We live under the pretense of a meritocracy but underneath the surface, most adults acknowledge an uneven playing field which confers various privileges for the elite: access to top colleges, favoritism in the job market, greater opportunity in high profile industries such as entertainment and fashion, and so on. We tend not to begrudge the upper crust such spoils so long as there is at least a semblance of meritocracy. Sure, Horace from Phillips Exeter gets the job at Goldman Sachs because his father is the head of global credit-derivatives but as long as Burt from White Plains can also get his foot in the door through hard work, then people will accept both. One area where this is not the case is subjectivity to the law. Getting into Harvard is one thing, staying OUT of Rikers is quite another. If the elites can also leverage their influence to completely evade the rule of law, this social contract is fundamentally broken and will not be honored.

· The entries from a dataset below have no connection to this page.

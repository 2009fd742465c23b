// Copyright (C) 2026 Fred Clausen
// Use of this source code is governed by an MIT-style
// license that can be found in the LICENSE file or at
// https://opensource.org/licenses/MIT.

/// Errors that can occur during domain validation.
#[derive(Debug, Clone, PartialEq, Eq)]
pub enum DomainError {
    /// The page-range string does not match the range grammar.
    InvalidFormat {
        /// The rejected input.
        input: String,
    },
    /// A `start-end` token whose start is not strictly below its end.
    InvalidRange {
        /// The range start.
        start: u64,
        /// The range end.
        end: u64,
    },
    /// A page number outside `1..=total_pages`.
    OutOfBounds {
        /// The offending page number.
        page: u64,
        /// The document's page count.
        total_pages: u32,
    },
    /// A digital copy was submitted without its file.
    MissingFile {
        /// The copy's file name.
        file_name: String,
    },
    /// The copy's file name is empty.
    InvalidFileName,
    /// Copy count must be at least one.
    InvalidCopyCount(u32),
    /// Custom page selection requires a non-empty interval string.
    MissingPageIntervals {
        /// The copy's file name.
        file_name: String,
    },
    /// Pages per sheet must be 1, 2 or 4.
    InvalidPagesPerSheet(u8),
    /// Deadline (term, in hours) or total page count is not positive.
    InvalidDeadline {
        /// The requested deadline in hours.
        deadline: u32,
        /// The solicitation's total page count.
        total_page_count: u32,
    },
    /// The owning user is missing a field required for submission.
    IncompleteUser {
        /// The missing field.
        field: &'static str,
    },
    /// A string could not be parsed into a known enumeration value.
    UnknownVariant {
        /// The enumeration being parsed.
        kind: &'static str,
        /// The rejected value.
        value: String,
    },
}

impl std::fmt::Display for DomainError {
    fn fmt(&self, f: &mut std::fmt::Formatter<'_>) -> std::fmt::Result {
        match self {
            Self::InvalidFormat { input } => {
                write!(
                    f,
                    "Invalid page range '{input}': expected a comma-separated list such as '1-5, 8, 11-13'"
                )
            }
            Self::InvalidRange { start, end } => {
                write!(
                    f,
                    "Invalid page range {start}-{end}: start must be lower than end"
                )
            }
            Self::OutOfBounds { page, total_pages } => {
                write!(
                    f,
                    "Page {page} is out of bounds: document has {total_pages} pages"
                )
            }
            Self::MissingFile { file_name } => {
                write!(f, "No file attached for copy '{file_name}'")
            }
            Self::InvalidFileName => write!(f, "File name cannot be empty"),
            Self::InvalidCopyCount(count) => {
                write!(f, "Invalid copy count: {count}. Must be at least 1")
            }
            Self::MissingPageIntervals { file_name } => {
                write!(
                    f,
                    "Copy '{file_name}' selects custom pages but no page range was given"
                )
            }
            Self::InvalidPagesPerSheet(value) => {
                write!(f, "Invalid pages per sheet: {value}. Must be 1, 2 or 4")
            }
            Self::InvalidDeadline {
                deadline,
                total_page_count,
            } => {
                write!(
                    f,
                    "Invalid deadline: term of {deadline}h for {total_page_count} sheets. Both must be greater than 0"
                )
            }
            Self::IncompleteUser { field } => {
                write!(f, "User is missing required field '{field}'")
            }
            Self::UnknownVariant { kind, value } => {
                write!(f, "Unknown {kind}: '{value}'")
            }
        }
    }
}

impl std::error::Error for DomainError {}
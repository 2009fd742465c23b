// Copyright (C) 2026 Fred Clausen
// Use of this source code is governed by an MIT-style
// license that can be found in the LICENSE file or at
// https://opensource.org/licenses/MIT.

use grafica_domain::{DocumentCopy, normalize_intervals};

fn interval_key(intervals: Option<&str>) -> String {
    intervals.map(normalize_intervals).unwrap_or_default()
}

/// Finds a copy that the candidate would duplicate.
///
/// Two copies match when their file names are identical and their page
/// intervals are identical after normalisation, with absent and empty
/// intervals treated as equal. Persisted and unsaved copies match alike.
///
/// # Arguments
///
/// * `copies` - The registry's copies, in order
/// * `file_name` - The candidate's file name
/// * `page_intervals` - The candidate's page intervals
/// * `self_position` - When editing, the slot the candidate already occupies;
///   a match at this position is the candidate itself and is skipped
///
/// # Returns
///
/// The position of the first matching copy, scanning in registry order.
#[must_use]
pub fn find_existing_index(
    copies: &[DocumentCopy],
    file_name: &str,
    page_intervals: Option<&str>,
    self_position: Option<usize>,
) -> Option<usize> {
    let wanted: String = interval_key(page_intervals);

    copies
        .iter()
        .enumerate()
        .filter(|(position, _)| Some(*position) != self_position)
        .find(|(_, copy)| copy.file_name == file_name && interval_key(copy.intervals()) == wanted)
        .map(|(position, _)| position)
}
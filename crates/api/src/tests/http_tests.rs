// Copyright (C) 2026 Fred Clausen
// Use of this source code is governed by an MIT-style
// license that can be found in the LICENSE file or at
// https://opensource.org/licenses/MIT.

use crate::http::{endpoint_url, mime_for, remote_message};
use grafica_domain::FileBlob;
use reqwest::Url;

#[test]
fn test_endpoint_url_appends_segments() {
    let base: Url = Url::parse("https://grafica.example.edu/api/").unwrap();

    let url: Url = endpoint_url(&base, &["solicitacoes", "7", "status"]).unwrap();

    assert_eq!(url.as_str(), "https://grafica.example.edu/api/solicitacoes/7/status");
}

#[test]
fn test_endpoint_url_without_base_path() {
    let base: Url = Url::parse("http://localhost:8080").unwrap();

    let url: Url = endpoint_url(&base, &["relatorio"]).unwrap();

    assert_eq!(url.as_str(), "http://localhost:8080/relatorio");
}

#[test]
fn test_endpoint_url_encodes_file_names() {
    let base: Url = Url::parse("http://localhost:8080").unwrap();

    let url: Url = endpoint_url(&base, &["solicitacoes", "7", "prova final/v2.pdf"]).unwrap();

    assert_eq!(
        url.as_str(),
        "http://localhost:8080/solicitacoes/7/prova%20final%2Fv2.pdf"
    );
}

#[test]
fn test_remote_message_prefers_json_message_field() {
    assert_eq!(
        remote_message(400, r#"{"message":"Prazo inválido","status":400}"#),
        "Prazo inválido"
    );
}

#[test]
fn test_remote_message_falls_back_to_body_then_status() {
    assert_eq!(remote_message(502, "  Bad Gateway \n"), "Bad Gateway");
    assert_eq!(remote_message(500, r#"{"error":"x"}"#), r#"{"error":"x"}"#);
    assert_eq!(remote_message(503, ""), "Request failed with status 503");
}

#[test]
fn test_mime_types_follow_extension() {
    assert_eq!(mime_for(&FileBlob::new("a.PDF", Vec::new())), "application/pdf");
    assert_eq!(mime_for(&FileBlob::new("foto.jpeg", Vec::new())), "image/jpeg");
    assert_eq!(
        mime_for(&FileBlob::new("sem-extensao", Vec::new())),
        "application/octet-stream"
    );
}
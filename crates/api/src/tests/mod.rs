// Copyright (C) 2026 Fred Clausen
// Use of this source code is governed by an MIT-style
// license that can be found in the LICENSE file or at
// https://opensource.org/licenses/MIT.

#![allow(clippy::expect_used, clippy::unwrap_used)]

mod helpers;
mod http_tests;
mod request_response_tests;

Since the Great Recession starting in 2007, this unspoken agreement has been showing some cracks. From the Wall Street bailouts to Hillary Clinton's egregious email coverups (the Clintons alone can fill up an entire post - stay tuned) to Bob Kraft's total and complete evasion of legal consequence for even solicitation, it appears that the privileged class now also enjoy exemption from legal consequences. So far, the first half of 2019 has not offered reason to believe otherwise as Jussie Smollett clearly demonstrated. There are now two overarching storylines remaining (barring further acts of brazen disregard for the law) which will further stain the litmus paper in one direction or the other: the college admissions scandal and Jeffrey Epstein.
The college admissions scandal is a post for another day (seriously, stay tuned) but we should not overlook that both of these scenarios involve our most precious resource - children. If the rule of law is the contract upon which our social agreement is written, children are the collateral on which that agreement is honored. The college admission scandal and Jeffrey Epstein are now breaching that boundary which is a clear and decisive line of demarcation. As Jerry Sandusky and Joe Paterno learned, no amount of privilege will shield wrongdoers from the wrath of the masses. And like Jerry Sandusky, Jeffrey Epstein has perpetrated the most heinous forms of abuse upon dozens of unwitting children for many years. It is not a stretch at all to say Mr. Epstein's sins are every bit as vile and repugnant as Sandusky's. Not to be overlooked, Epstein also facilitated his friends' sexually deviant desires by forcing his underage stable of girls to satisfy their depraved appetites. One of his most outspoken victims, Virginia Giuffre, clearly recounts Mr. Epstein's coercive methods in this video.
As a society, we now have a second crack at Jeffrey Epstein - he deftly eluded serious consequences the first time back in 2008. This time, if he is not held to account, the social contract will be broken and it will not be pretty. We are already seeing early warning signs of unrest from Charlottesville to violent Antifa rallies but things can, and have gotten much worse than this. The Democratic Convention of 1968 in Chicago is a distant memory but most people today over the age of 35 remember the L.A. Riots. And almost everyone in high school and older remembers the Baltimore Protests during April of 2015. The Jeffrey Epstein case on its own may or may not evoke those levels of outrage but if justice is not meted out fairly this time, it will add another nail in the coffin of the agreement.